Ambassador of the Philippines to the United States
- In office July 7, 2011 – June 30, 2016
- President: Benigno Aquino III
- Preceded by: Willy Gaa
- Succeeded by: Jose Manuel Romualdez

7th Governor of the Central Bank of the Philippines
- In office February 20, 1990 – July 2, 1993
- President: Corazon Aquino Fidel V. Ramos
- Preceded by: Jose B. Fernandez Jr.
- Succeeded by: Gabriel C. Singson

Personal details
- Born: 16 July 1944 (age 82)
- Spouse: Maria Victoria Jose Cuisia
- Education: De La Salle University (AB-BS) University of Pennsylvania (MBA)
- Occupation: Banker

= Jose Cuisia Jr. =

Filipino banker and diplomat (born 1944)

Jose Lampe Cuisia Jr. (born 16 July 1944) is a Filipino banker, business executive, and diplomat. He was the seventh Governor of the Central Bank of the Philippines, serving from 1990 to 1993, and formerly the Ambassador of the Republic of the Philippines to the United States of America. He is vice-chairman in the Philippine American Life and General Insurance Co., in which he had been CEO for a decade until its American owners, AIG, went bankrupt and had to sell out to Asian investors. He is also vice chairman of SM Prime Holdings. He is also a director of the Ayalas' Manila Water Co., in cement conglomerate Holcim Philippines, in call-center firm Integra Business Processing Solutions, in property firm ICCP Holdings, and in Beacon Property Ventures. Likewise, Cuisia is chairman of The Covenant Car Co.

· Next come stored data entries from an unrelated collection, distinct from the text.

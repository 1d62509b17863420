//! K-Nearest-Neighbors classifier built on linfa-nn neighbour indexes

use std::fmt;

use linfa::metrics::ToConfusionMatrix;
use linfa_nn::distance::{Distance, L1Dist, L2Dist, LpDist};
use linfa_nn::{CommonNearestNeighbour, NearestNeighbour};
use ndarray::{Array1, Array2};

use crate::data::Labelled;
use crate::error::{PipelineError, Result};

/// Distance metric used to find neighbours
#[derive(Debug, Clone, Copy, PartialEq, Eq, Hash)]
pub enum Metric {
    Euclidean,
    Manhattan,
    /// Minkowski distance with p = 2
    Minkowski,
}

impl Metric {
    pub const ALL: [Metric; 3] = [Metric::Euclidean, Metric::Manhattan, Metric::Minkowski];
}

impl fmt::Display for Metric {
    fn fmt(&self, f: &mut fmt::Formatter<'_>) -> fmt::Result {
        let name = match self {
            Metric::Euclidean => "euclidean",
            Metric::Manhattan => "manhattan",
            Metric::Minkowski => "minkowski",
        };
        f.write_str(name)
    }
}

/// How neighbour votes are weighted
#[derive(Debug, Clone, Copy, PartialEq, Eq, Hash)]
pub enum Weighting {
    /// Every neighbour counts once
    Uniform,
    /// Neighbours count by inverse distance
    Distance,
}

impl Weighting {
    pub const ALL: [Weighting; 2] = [Weighting::Uniform, Weighting::Distance];
}

impl fmt::Display for Weighting {
    fn fmt(&self, f: &mut fmt::Formatter<'_>) -> fmt::Result {
        let name = match self {
            Weighting::Uniform => "uniform",
            Weighting::Distance => "distance",
        };
        f.write_str(name)
    }
}

/// One point of the hyperparameter grid
#[derive(Debug, Clone, Copy, PartialEq, Eq, Hash)]
pub struct KnnConfig {
    pub metric: Metric,
    pub n_neighbors: usize,
    pub weighting: Weighting,
}

impl fmt::Display for KnnConfig {
    fn fmt(&self, f: &mut fmt::Formatter<'_>) -> fmt::Result {
        write!(
            f,
            "metric={}, n_neighbors={}, weights={}",
            self.metric, self.n_neighbors, self.weighting
        )
    }
}

/// Fitted KNN classifier; keeps the training rows it votes with
#[derive(Debug, Clone)]
pub struct KnnClassifier {
    pub config: KnnConfig,
    records: Array2<f64>,
    targets: Array1<usize>,
}

impl KnnClassifier {
    /// Fit on a labelled dataset.
    ///
    /// Fails when the dataset holds fewer rows than `n_neighbors`.
    pub fn fit(config: KnnConfig, dataset: &Labelled) -> Result<Self> {
        if config.n_neighbors == 0 {
            return Err(PipelineError::invalid_parameter("n_neighbors must be at least 1"));
        }

        let n_samples = dataset.records.nrows();
        if n_samples < config.n_neighbors {
            return Err(PipelineError::insufficient_data(config.n_neighbors, n_samples));
        }

        Ok(Self {
            config,
            records: dataset.records.clone(),
            targets: dataset.targets.clone(),
        })
    }

    /// Predict a label for every row of `records`.
    pub fn predict(&self, records: &Array2<f64>) -> Result<Array1<usize>> {
        if records.ncols() != self.records.ncols() {
            return Err(PipelineError::DimensionMismatch {
                expected: self.records.ncols(),
                actual: records.ncols(),
            });
        }

        match self.config.metric {
            Metric::Euclidean => self.predict_with(records, L2Dist),
            Metric::Manhattan => self.predict_with(records, L1Dist),
            Metric::Minkowski => self.predict_with(records, LpDist::new(2.0)),
        }
    }

    /// Fraction of rows in `dataset` predicted correctly.
    pub fn score(&self, dataset: &Labelled) -> Result<f64> {
        let predictions = self.predict(&dataset.records)?;
        let cm = predictions.confusion_matrix(dataset)?;
        Ok(cm.accuracy() as f64)
    }

    fn predict_with<D: Distance<f64>>(&self, records: &Array2<f64>, dist: D) -> Result<Array1<usize>> {
        let index = CommonNearestNeighbour::LinearSearch.from_batch(&self.records, dist.clone())?;
        let n_classes = self.targets.iter().max().map_or(0, |&m| m + 1);

        let mut predictions = Vec::with_capacity(records.nrows());
        for row in records.rows() {
            let neighbours = index.k_nearest(row, self.config.n_neighbors)?;
            let mut votes = vec![0.0; n_classes];

            match self.config.weighting {
                Weighting::Uniform => {
                    for (_, idx) in &neighbours {
                        votes[self.targets[*idx]] += 1.0;
                    }
                }
                Weighting::Distance => {
                    let distances: Vec<f64> = neighbours
                        .iter()
                        .map(|(point, _)| dist.distance(row, point.view()))
                        .collect();
                    let exact = distances.iter().any(|&d| d == 0.0);

                    for ((_, idx), &d) in neighbours.iter().zip(distances.iter()) {
                        let weight = match (exact, d == 0.0) {
                            (true, true) => 1.0,
                            (true, false) => 0.0,
                            (false, _) => 1.0 / d,
                        };
                        votes[self.targets[*idx]] += weight;
                    }
                }
            }

            predictions.push(majority(&votes));
        }

        Ok(Array1::from(predictions))
    }
}

/// Label with the highest vote; ties go to the smallest label.
fn majority(votes: &[f64]) -> usize {
    let mut best = 0;
    for (label, &vote) in votes.iter().enumerate() {
        if vote > votes[best] {
            best = label;
        }
    }
    best
}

Ambassador Cuisia is an alumnus of De La Salle University, where he graduated in 1967 with degrees in Bachelor of Arts in Social Science and Bachelor of Science in Commerce (magna cum laude). He also finished his Masters in Business Administration-Finance at The Wharton School, University of Pennsylvania in 1970 as a University Scholar.

==Awards and honors==

- : The Order of the Knights of Rizal - Knight Grand Cross of Rizal, KGCR (2015).